Decorators in python are really hard to understand. This is a simple guide to using them that is hopefully instructive.

The most fundamental trick to understand them is knowing this:

# given
def decorator(f):
    # do things
    return f

# this:

def func():
    return
func = decorator(func)

# Is the same as:

@decorator
def func():
    return

Put in words, a decorator is a way of modifying how a function is declared.

It has two essential components to it:

  • It runs the code inside the decorator
  • It replaces the function given with whatever value the decorator returns.

There are three use-cases that come as a result of this:

1) Performing an action once, when a function is declared

If you want to specify that something happens when a function is declared, the decorator is the right way to do it.

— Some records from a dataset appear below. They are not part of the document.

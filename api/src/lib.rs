//! HTTP layer of the mall backend: route handlers, request DTOs, error
//! mapping and the application factory shared by the binary and tests.

pub mod app;
pub mod dto;
pub mod handlers;
pub mod i18n;
pub mod routes;

pub use app::create_app;
pub use routes::AppState;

The best use-case is if you're "registering" functions. For instance, say you want to make a list of functions that get run by a single function, you could do the following:

registered_functions = []
def register(f):
    registered_functions.append(f)
    return f

@register
def print_1():
    print(1)

@register
def print_2():
    print(2)

@register
def print_3():
    print(3)

def run_registered_functions():
    for func in registered_functions:
        func()

>>> run_registered_functions()
1
2
3

This is contrived, obviously, but I have previously used this for things like:

  • When I'm writing a module that people can import from, you can use this to choose which functions can be imported with from my_module import *
  • When I'm writing tests with pytest, you use decorators to mark tests that should be skipped.

2) Modifying the behaviour of a function.

Because you can change what function is returned, you can modify how a function works with decorators. The simplest example of this is:

def new_function():
    print(2)

def decorator(f):
    return new_function

@decorator
def original_function():
    print(1)

>>> original_function():
2

See how even though I'm calling original_function, it's actually executing new_function, since the decorator returned that instead.

This isn't particularly useful. It's much better to "wrap" the function you're given:

def decorator(f):
    def wrapper(*args, **kwargs):
        # note, this wrapper will work with any function
        # since it takes any arguments
        print("about to call this function")
        return_value = f(*args, **kwargs)
        if return_value is None:
            print("function did not return anything")
        else:
            print("function returned " + return_value)
    return wrapper

@decorator
def just_return(value):
    return value

>>> just_return(None)
about to call this function
function did not return anything

>>> just_return(2)
about to call this function
function returned 2

This is much more useful. You can do things like:

  • Validate that a function returns something. Or that it returns a particular value (like, that it returns an integer)
  • Modify the return value. The best example of this is to make it so that a function is only run once, and any following calls to it return the same value.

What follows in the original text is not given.